I nagle zdarzyło się coś, na co nikt, łącznie z Moskwą, nie był przygotowany: papieżem ogłoszono Polaka – Karola Wojtyłę. Podobno sam Gierek powiedział do żony: „Wielkie to wydarzenie dla narodu polskiego i duże komplikacje dla nas”. Rzecz jasna, władze PRL nie mogły jednoznacznie odmówić papieżowi przyjazdu do kraju, w którym się urodził, byłby to ewidentny dowód dla świata, że władza w PRL boi się kościoła. Pielgrzymka papieska na początku czerwca 1979 roku obudziła w narodzie nowe siły i nowego ducha (w końcu duch „miał zstąpić i odnowić tę ziemię”).

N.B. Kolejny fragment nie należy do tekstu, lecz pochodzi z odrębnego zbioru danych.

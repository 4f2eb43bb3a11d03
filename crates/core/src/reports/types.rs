//! Report data types.

use chrono::NaiveDate;
use misbuilder_shared::types::{AccountId, CompanyId, JournalId, MoveId, MoveLineId, PartnerId, TaxId};
use rust_decimal::Decimal;
use serde::{Deserialize, Serialize};

use crate::gateway::AccountType;
use crate::mis::TargetMove;

/// A financial report line summing the accounts under a set of code prefixes.
#[derive(Debug, Clone, PartialEq, Eq, Serialize, Deserialize)]
pub struct PrefixLine {
    /// Line name.
    pub name: String,
    /// Account code prefixes.
    pub prefixes: Vec<String>,
}

impl PrefixLine {
    /// Creates a line.
    #[must_use]
    pub fn new<I, S>(name: impl Into<String>, prefixes: I) -> Self
    where
        I: IntoIterator<Item = S>,
        S: Into<String>,
    {
        Self {
            name: name.into(),
            prefixes: prefixes.into_iter().map(Into::into).collect(),
        }
    }
}

/// Sums of a prefix line.
#[derive(Debug, Clone, PartialEq, Eq, Serialize, Deserialize)]
pub struct PrefixLineBalance {
    /// Line name.
    pub name: String,
    /// Number of accounts summed.
    pub account_count: usize,
    /// Total debit.
    pub debit: Decimal,
    /// Total credit.
    pub credit: Decimal,
    /// Debit minus credit.
    pub balance: Decimal,
}

/// Parameters of a journal report.
#[derive(Debug, Clone, PartialEq, Eq, Serialize, Deserialize)]
pub struct JournalReportRequest {
    /// Company owning the journals.
    pub company_id: CompanyId,
    /// First day, inclusive.
    pub date_from: NaiveDate,
    /// Last day, inclusive.
    pub date_to: NaiveDate,
    /// Which entries are listed.
    #[serde(default)]
    pub target_move: TargetMove,
    /// Journals to list.
    pub journal_ids: Vec<JournalId>,
}

/// Journal report.
#[derive(Debug, Clone, Serialize, Deserialize)]
pub struct JournalReport {
    /// First day, inclusive.
    pub date_from: NaiveDate,
    /// Last day, inclusive.
    pub date_to: NaiveDate,
    /// Journals, ordered by name.
    pub journals: Vec<JournalSection>,
}

/// One journal of a journal report.
#[derive(Debug, Clone, Serialize, Deserialize)]
pub struct JournalSection {
    /// Journal ID.
    pub journal_id: JournalId,
    /// Journal code.
    pub code: String,
    /// Journal name.
    pub name: String,
    /// Entries, ordered by name.
    pub moves: Vec<JournalMove>,
    /// Tax summary, ordered by tax code.
    pub taxes: Vec<TaxSummary>,
    /// Total debit.
    pub debit: Decimal,
    /// Total credit.
    pub credit: Decimal,
    /// Debit minus credit.
    pub balance: Decimal,
}

/// One entry of a journal.
#[derive(Debug, Clone, Serialize, Deserialize)]
pub struct JournalMove {
    /// Entry ID.
    pub move_id: MoveId,
    /// Entry number.
    pub name: String,
    /// Lines.
    pub lines: Vec<JournalLine>,
}

/// One line of an entry.
#[derive(Debug, Clone, Serialize, Deserialize)]
pub struct JournalLine {
    /// Move line ID.
    pub move_line_id: MoveLineId,
    /// Account ID.
    pub account_id: AccountId,
    /// Account code.
    pub account_code: String,
    /// Account name.
    pub account: String,
    /// Partner ID.
    pub partner_id: Option<PartnerId>,
    /// Partner name.
    pub partner: Option<String>,
    /// Accounting date.
    pub date: NaiveDate,
    /// Entry number.
    pub entry: String,
    /// Line label.
    pub label: String,
    /// Debit amount.
    pub debit: Decimal,
    /// Credit amount.
    pub credit: Decimal,
    /// Tax this line is the amount of.
    pub tax_id: Option<TaxId>,
    /// Tax label of a tax line, or the labels of the base taxes.
    pub taxes_description: String,
}

/// Per-tax totals of a journal.
#[derive(Debug, Clone, PartialEq, Eq, Serialize, Deserialize)]
pub struct TaxSummary {
    /// Tax ID.
    pub tax_id: TaxId,
    /// Tax name.
    pub tax_name: String,
    /// Tax code.
    pub tax_code: Option<String>,
    /// Debit of the lines taxed by it.
    pub base_debit: Decimal,
    /// Credit of the lines taxed by it.
    pub base_credit: Decimal,
    /// Base debit minus base credit.
    pub base_balance: Decimal,
    /// Debit of its tax lines.
    pub tax_debit: Decimal,
    /// Credit of its tax lines.
    pub tax_credit: Decimal,
    /// Tax debit minus tax credit.
    pub tax_balance: Decimal,
}

/// Partner accounts listed by an open invoice report.
#[derive(Debug, Clone, Copy, PartialEq, Eq, Default, Serialize, Deserialize)]
#[serde(rename_all = "snake_case")]
pub enum PartnerSelection {
    /// Receivable accounts.
    #[default]
    Customer,
    /// Payable accounts.
    Supplier,
    /// Receivable and payable accounts.
    CustomerSupplier,
}

impl PartnerSelection {
    /// Account types included by this selection.
    #[must_use]
    pub const fn account_types(self) -> &'static [AccountType] {
        match self {
            Self::Customer => &[AccountType::Receivable],
            Self::Supplier => &[AccountType::Payable],
            Self::CustomerSupplier => &[AccountType::Receivable, AccountType::Payable],
        }
    }

    /// Title shown in the report header.
    #[must_use]
    pub const fn label(self) -> &'static str {
        match self {
            Self::Customer => "Receivable Accounts",
            Self::Supplier => "Payable Accounts",
            Self::CustomerSupplier => "Receivable and Payable Accounts",
        }
    }
}

const fn all_entries() -> TargetMove {
    TargetMove::All
}

/// Parameters of an open invoice report.
#[derive(Debug, Clone, PartialEq, Eq, Serialize, Deserialize)]
pub struct OpenInvoiceRequest {
    /// Company owning the lines.
    pub company_id: CompanyId,
    /// Lines dated on or before this day are listed.
    pub at_date: NaiveDate,
    /// Clearance date: lines reconciled after it are still listed.
    /// Defaults to `at_date`.
    #[serde(default)]
    pub until_date: Option<NaiveDate>,
    /// Receivable and/or payable accounts.
    #[serde(default)]
    pub result_selection: PartnerSelection,
    /// Which entries are listed.
    #[serde(default = "all_entries")]
    pub target_move: TargetMove,
    /// Partners to list; every partner when empty.
    #[serde(default)]
    pub partner_ids: Vec<PartnerId>,
}

impl OpenInvoiceRequest {
    /// Creates a request over every partner and entry, cleared on `at_date`.
    #[must_use]
    pub const fn new(company_id: CompanyId, at_date: NaiveDate, result_selection: PartnerSelection) -> Self {
        Self {
            company_id,
            at_date,
            until_date: None,
            result_selection,
            target_move: TargetMove::All,
            partner_ids: Vec::new(),
        }
    }

    /// The clearance date.
    #[must_use]
    pub fn clearance_date(&self) -> NaiveDate {
        self.until_date.unwrap_or(self.at_date)
    }
}

/// Open invoice report.
#[derive(Debug, Clone, Serialize, Deserialize)]
pub struct OpenInvoiceReport {
    /// Company owning the lines.
    pub company_id: CompanyId,
    /// Lines dated on or before this day are listed.
    pub at_date: NaiveDate,
    /// Clearance date.
    pub until_date: NaiveDate,
    /// Title of the account selection.
    pub account_filters: String,
    /// Which entries are listed.
    pub target_move: TargetMove,
    /// Accounts with open lines, ordered by code.
    pub accounts: Vec<OpenInvoiceAccount>,
}

/// One account of an open invoice report.
#[derive(Debug, Clone, Serialize, Deserialize)]
pub struct OpenInvoiceAccount {
    /// Account ID.
    pub account_id: AccountId,
    /// "code - name".
    pub name: String,
    /// Partners, ordered by name; lines without partner come last.
    pub partners: Vec<OpenInvoicePartner>,
    /// Total debit.
    pub debit: Decimal,
    /// Total credit.
    pub credit: Decimal,
}

/// Open lines of one partner on one account.
#[derive(Debug, Clone, Serialize, Deserialize)]
pub struct OpenInvoicePartner {
    /// Partner ID.
    pub partner_id: Option<PartnerId>,
    /// Partner name.
    pub name: Option<String>,
    /// Lines, ordered by date.
    pub lines: Vec<OpenInvoiceLine>,
    /// Total debit.
    pub debit: Decimal,
    /// Total credit.
    pub credit: Decimal,
    /// Debit minus credit.
    pub balance: Decimal,
}

/// One open line.
#[derive(Debug, Clone, PartialEq, Eq, Serialize, Deserialize)]
pub struct OpenInvoiceLine {
    /// Move line ID.
    pub move_line_id: MoveLineId,
    /// Accounting date.
    pub date: NaiveDate,
    /// Entry number.
    pub entry: String,
    /// Journal code.
    pub journal: String,
    /// Reference of the entry.
    pub reference: Option<String>,
    /// Line label.
    pub label: String,
    /// Reconciliation name, when reconciled after the clearance date.
    pub reconcile: Option<String>,
    /// Due date.
    pub due_date: Option<NaiveDate>,
    /// Debit amount.
    pub debit: Decimal,
    /// Credit amount.
    pub credit: Decimal,
}
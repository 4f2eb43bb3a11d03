//! Pratt parser producing the formula AST.

use super::error::EvalError;
use super::lexer::{tokenize, Spanned, Token};
use super::value::Value;

/// Unary operators.
#[derive(Debug, Clone, Copy, PartialEq, Eq)]
pub enum UnaryOp {
    /// `-x`
    Neg,
    /// `+x`
    Pos,
    /// `not x`
    Not,
}

/// Binary operators with eager operands.
#[derive(Debug, Clone, Copy, PartialEq, Eq)]
pub enum BinaryOp {
    /// `+`
    Add,
    /// `-`
    Sub,
    /// `*`
    Mul,
    /// `/`
    Div,
    /// `//`
    FloorDiv,
    /// `%`
    Mod,
    /// `**`
    Pow,
    /// `<`
    Lt,
    /// `<=`
    Le,
    /// `>`
    Gt,
    /// `>=`
    Ge,
    /// `==`
    Eq,
    /// `!=`
    Ne,
}

/// A parsed formula.
#[derive(Debug, Clone, PartialEq)]
pub enum Expr {
    /// Constant.
    Literal(Value),
    /// Variable reference.
    Name(String),
    /// `[a, b, ...]`
    List(Vec<Expr>),
    /// `target.name`
    Attribute(Box<Expr>, String),
    /// `target[index]`
    Index(Box<Expr>, Box<Expr>),
    /// `function(args...)`
    Call(String, Vec<Expr>),
    /// Unary operation.
    Unary(UnaryOp, Box<Expr>),
    /// Binary operation.
    Binary(BinaryOp, Box<Expr>, Box<Expr>),
    /// `a and b`
    And(Box<Expr>, Box<Expr>),
    /// `a or b`
    Or(Box<Expr>, Box<Expr>),
    /// `then if condition else otherwise`
    Conditional {
        /// Value when the condition holds.
        then: Box<Expr>,
        /// Condition.
        condition: Box<Expr>,
        /// Value otherwise.
        otherwise: Box<Expr>,
    },
}

const TERNARY_BP: u8 = 1;
const CONDITION_BP: u8 = 3;
const NOT_BP: u8 = 7;
const UNARY_BP: u8 = 15;

/// Deepest formula accepted, counting both the syntax tree and the
/// bracket nesting of the text.
pub const MAX_DEPTH: usize = 100;

/// Parses `src` into an [`Expr`].
///
/// # Errors
///
/// Returns `EvalError::Syntax` on malformed input and on formulas nested
/// deeper than [`MAX_DEPTH`].
pub fn parse(src: &str) -> Result<Expr, EvalError> {
    let mut parser = Parser {
        tokens: tokenize(src)?,
        pos: 0,
        nesting: 0,
    };
    let (expr, _) = parser.expr(0)?;
    match parser.peek() {
        Token::Eof => Ok(expr),
        other => Err(EvalError::syntax(parser.position(), format!("unexpected {other:?}"))),
    }
}

/// An expression with the height of its tree.
type Node = (Expr, usize);

struct Parser {
    tokens: Vec<Spanned>,
    pos: usize,
    nesting: usize,
}

impl Parser {
    fn peek(&self) -> &Token {
        self.tokens.get(self.pos).map_or(&Token::Eof, |s| &s.token)
    }

    fn position(&self) -> usize {
        self.tokens.get(self.pos).map_or(0, |s| s.position)
    }

    fn advance(&mut self) -> Token {
        let token = self.peek().clone();
        if self.pos < self.tokens.len() {
            self.pos += 1;
        }
        token
    }

    fn expect(&mut self, expected: &Token) -> Result<(), EvalError> {
        if self.peek() == expected {
            self.advance();
            Ok(())
        } else {
            Err(EvalError::syntax(
                self.position(),
                format!("expected {expected:?}, found {:?}", self.peek()),
            ))
        }
    }

    /// Height of a node whose deepest child has height `child`.
    fn height(&self, child: usize) -> Result<usize, EvalError> {
        if child >= MAX_DEPTH {
            return Err(EvalError::syntax(self.position(), "formula nested too deeply"));
        }
        Ok(child + 1)
    }

    fn expr(&mut self, min_bp: u8) -> Result<Node, EvalError> {
        if self.nesting >= MAX_DEPTH {
            return Err(EvalError::syntax(self.position(), "formula nested too deeply"));
        }
        self.nesting += 1;
        let node = self.expr_inner(min_bp);
        self.nesting -= 1;
        node
    }

    fn expr_inner(&mut self, min_bp: u8) -> Result<Node, EvalError> {
        let (mut lhs, mut height) = self.prefix()?;

        loop {
            let token = self.peek().clone();

            match token {
                Token::LParen => {
                    let Expr::Name(name) = lhs else {
                        return Err(EvalError::syntax(self.position(), "only named functions can be called"));
                    };
                    self.advance();
                    let (args, args_height) = self.sequence(&Token::RParen)?;
                    height = self.height(height.max(args_height))?;
                    lhs = Expr::Call(name, args);
                    continue;
                }
                Token::Dot => {
                    self.advance();
                    let position = self.position();
                    let Token::Ident(name) = self.advance() else {
                        return Err(EvalError::syntax(position, "expected attribute name"));
                    };
                    height = self.height(height)?;
                    lhs = Expr::Attribute(Box::new(lhs), name);
                    continue;
                }
                Token::LBracket => {
                    self.advance();
                    let (index, index_height) = self.expr(0)?;
                    self.expect(&Token::RBracket)?;
                    height = self.height(height.max(index_height))?;
                    lhs = Expr::Index(Box::new(lhs), Box::new(index));
                    continue;
                }
                _ => {}
            }

            if token == Token::If {
                if TERNARY_BP < min_bp {
                    break;
                }
                self.advance();
                let (condition, condition_height) = self.expr(CONDITION_BP)?;
                self.expect(&Token::Else)?;
                let (otherwise, otherwise_height) = self.expr(TERNARY_BP)?;
                height = self.height(height.max(condition_height).max(otherwise_height))?;
                lhs = Expr::Conditional {
                    then: Box::new(lhs),
                    condition: Box::new(condition),
                    otherwise: Box::new(otherwise),
                };
                continue;
            }

            let Some((l_bp, r_bp)) = infix_binding_power(&token) else {
                break;
            };
            if l_bp < min_bp {
                break;
            }
            self.advance();
            let (rhs, rhs_height) = self.expr(r_bp)?;
            height = self.height(height.max(rhs_height))?;
            lhs = match token {
                Token::And => Expr::And(Box::new(lhs), Box::new(rhs)),
                Token::Or => Expr::Or(Box::new(lhs), Box::new(rhs)),
                other => match binary_op(&other) {
                    Some(op) => Expr::Binary(op, Box::new(lhs), Box::new(rhs)),
                    None => return Err(EvalError::syntax(self.position(), "unexpected operator")),
                },
            };
        }

        Ok((lhs, height))
    }

    fn prefix(&mut self) -> Result<Node, EvalError> {
        let position = self.position();
        let leaf = |expr: Expr| -> Result<Node, EvalError> { Ok((expr, 1)) };
        match self.advance() {
            Token::Number(n) => leaf(Expr::Literal(Value::Number(n))),
            Token::Str(s) => leaf(Expr::Literal(Value::Str(s))),
            Token::None => leaf(Expr::Literal(Value::Null)),
            Token::True => leaf(Expr::Literal(Value::Bool(true))),
            Token::False => leaf(Expr::Literal(Value::Bool(false))),
            Token::Ident(name) => leaf(Expr::Name(name)),
            Token::Minus => self.unary(UnaryOp::Neg, UNARY_BP),
            Token::Plus => self.unary(UnaryOp::Pos, UNARY_BP),
            Token::Not => self.unary(UnaryOp::Not, NOT_BP),
            Token::LParen => {
                let inner = self.expr(0)?;
                self.expect(&Token::RParen)?;
                Ok(inner)
            }
            Token::LBracket => {
                let (items, items_height) = self.sequence(&Token::RBracket)?;
                Ok((Expr::List(items), self.height(items_height)?))
            }
            Token::Eof => Err(EvalError::syntax(position, "unexpected end of formula")),
            other => Err(EvalError::syntax(position, format!("unexpected {other:?}"))),
        }
    }

    fn unary(&mut self, op: UnaryOp, bp: u8) -> Result<Node, EvalError> {
        let (operand, operand_height) = self.expr(bp)?;
        Ok((Expr::Unary(op, Box::new(operand)), self.height(operand_height)?))
    }

    /// Comma-separated expressions up to `close`; a trailing comma is allowed.
    /// Returns the items and the height of the tallest one.
    fn sequence(&mut self, close: &Token) -> Result<(Vec<Expr>, usize), EvalError> {
        let mut items = Vec::new();
        let mut height = 0;
        while self.peek() != close {
            let (item, item_height) = self.expr(0)?;
            items.push(item);
            height = height.max(item_height);
            if self.peek() == &Token::Comma {
                self.advance();
            } else {
                break;
            }
        }
        self.expect(close)?;
        Ok((items, height))
    }
}

fn infix_binding_power(token: &Token) -> Option<(u8, u8)> {
    Some(match token {
        Token::Or => (3, 4),
        Token::And => (5, 6),
        Token::Lt | Token::Le | Token::Gt | Token::Ge | Token::EqEq | Token::Ne => (9, 10),
        Token::Plus | Token::Minus => (11, 12),
        Token::Star | Token::Slash | Token::DoubleSlash | Token::Percent => (13, 14),
        Token::DoubleStar => (18, 17),
        _ => return None,
    })
}

fn binary_op(token: &Token) -> Option<BinaryOp> {
    Some(match token {
        Token::Plus => BinaryOp::Add,
        Token::Minus => BinaryOp::Sub,
        Token::Star => BinaryOp::Mul,
        Token::Slash => BinaryOp::Div,
        Token::DoubleSlash => BinaryOp::FloorDiv,
        Token::Percent => BinaryOp::Mod,
        Token::DoubleStar => BinaryOp::Pow,
        Token::Lt => BinaryOp::Lt,
        Token::Le => BinaryOp::Le,
        Token::Gt => BinaryOp::Gt,
        Token::Ge => BinaryOp::Ge,
        Token::EqEq => BinaryOp::Eq,
        Token::Ne => BinaryOp::Ne,
        _ => return None,
    })
}

#[cfg(test)]
mod tests {
    use super::*;
    use rstest::rstest;
    use rust_decimal_macros::dec;

    fn num(n: rust_decimal::Decimal) -> Box<Expr> {
        Box::new(Expr::Literal(Value::Number(n)))
    }

    fn name(n: &str) -> Box<Expr> {
        Box::new(Expr::Name(n.into()))
    }

    #[test]
    fn test_multiplication_binds_tighter_than_addition() {
        assert_eq!(
            parse("1 + 2 * 3").unwrap(),
            Expr::Binary(
                BinaryOp::Add,
                num(dec!(1)),
                Box::new(Expr::Binary(BinaryOp::Mul, num(dec!(2)), num(dec!(3))))
            )
        );
    }

    #[test]
    fn test_power_is_right_associative_and_beats_negation() {
        assert_eq!(
            parse("-2 ** 3 ** 2").unwrap(),
            Expr::Unary(
                UnaryOp::Neg,
                Box::new(Expr::Binary(
                    BinaryOp::Pow,
                    num(dec!(2)),
                    Box::new(Expr::Binary(BinaryOp::Pow, num(dec!(3)), num(dec!(2))))
                ))
            )
        );
    }

    #[test]
    fn test_not_is_looser_than_comparison() {
        assert_eq!(
            parse("not a == b").unwrap(),
            Expr::Unary(
                UnaryOp::Not,
                Box::new(Expr::Binary(BinaryOp::Eq, name("a"), name("b")))
            )
        );
    }

    #[test]
    fn test_conditional_is_loosest_and_nests_right() {
        assert_eq!(
            parse("a if x or y else b if z else c").unwrap(),
            Expr::Conditional {
                then: name("a"),
                condition: Box::new(Expr::Or(name("x"), name("y"))),
                otherwise: Box::new(Expr::Conditional {
                    then: name("b"),
                    condition: name("z"),
                    otherwise: name("c"),
                }),
            }
        );
    }

    #[test]
    fn test_postfix_chain() {
        assert_eq!(
            parse("sum(rows.amount)").unwrap(),
            Expr::Call("sum".into(), vec![Expr::Attribute(name("rows"), "amount".into())])
        );
        assert_eq!(
            parse("[1, 2,][0]").unwrap(),
            Expr::Index(
                Box::new(Expr::List(vec![
                    Expr::Literal(Value::Number(dec!(1))),
                    Expr::Literal(Value::Number(dec!(2))),
                ])),
                num(dec!(0))
            )
        );
    }

    #[rstest]
    #[case("")]
    #[case("1 +")]
    #[case("(1 + 2")]
    #[case("a b")]
    #[case("1 if a")]
    #[case("1(2)")]
    #[case("a.1")]
    fn test_rejects_malformed(#[case] src: &str) {
        assert!(matches!(parse(src), Err(EvalError::Syntax { .. })), "{src}");
    }
}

1 lipca 1980 roku zmodyfikowane po czystkach majowych kierownictwo partii wprowadziło nowe, komercyjne ceny na niektóre gatunki wędlin i mięs. Efekt podwyżek był taki sam jak w 1970 i 1976 roku – strajki. Na początku nieliczne – Lublin, później Świdnik. 14 i 15 sierpnia te największe – stocznia gdańska i gdyńska, a 18 sierpnia szczecińska. W tamtym sierpniu rozbłysła gwiazda pracownika stoczni w dziale ładowania akumulatorów (proszę nie używać określenia „elektryk”) Lecha Wałęsy. To właśnie Wałęsa wraz z Andrzejem Gwiazdą i Anną Walentynowicz, wsparci radami katolickich intelektualistów Mazowieckiego, Geremka, Stelmachowskiego i Wielowieyskiego, protest o charakterze ekonomicznym przekuli w protest polityczny. Z dzisiejszego (kapitalistycznego) punktu widzenia niektóre z 21 postulatów strajkowych wydają się tak absurdalne, że aż śmieszne: „7. Wypłacić wszystkim pracownikom biorącym udział w strajku wynagrodzenie za okres strajku jak za urlop wypoczynkowy z funduszu CRZZ”, „8. Podnieść wynagrodzenie zasadnicze każdego pracownika o 2000 zł na miesiąc jako rekompensatę dotychczasowego wzrostu cen”, „9. Zagwarantować automatyczny wzrost płac równolegle do wzrostu cen i spadku wartości pieniądza” (czysta spirala inflacji), „18. Wprowadzić urlop macierzyński płatny przez okres trzech lat na wychowanie dziecka” i co ciekawe – punkt 11. „Wprowadzić na mięso i przetwory kartki – bony żywnościowe (do czasu opanowania sytuacji na rynku)”. Takie socjalne postulaty dobiłyby każde państwo, tym bardziej że nie można zapominać o wydajności ówczesnego robotnika.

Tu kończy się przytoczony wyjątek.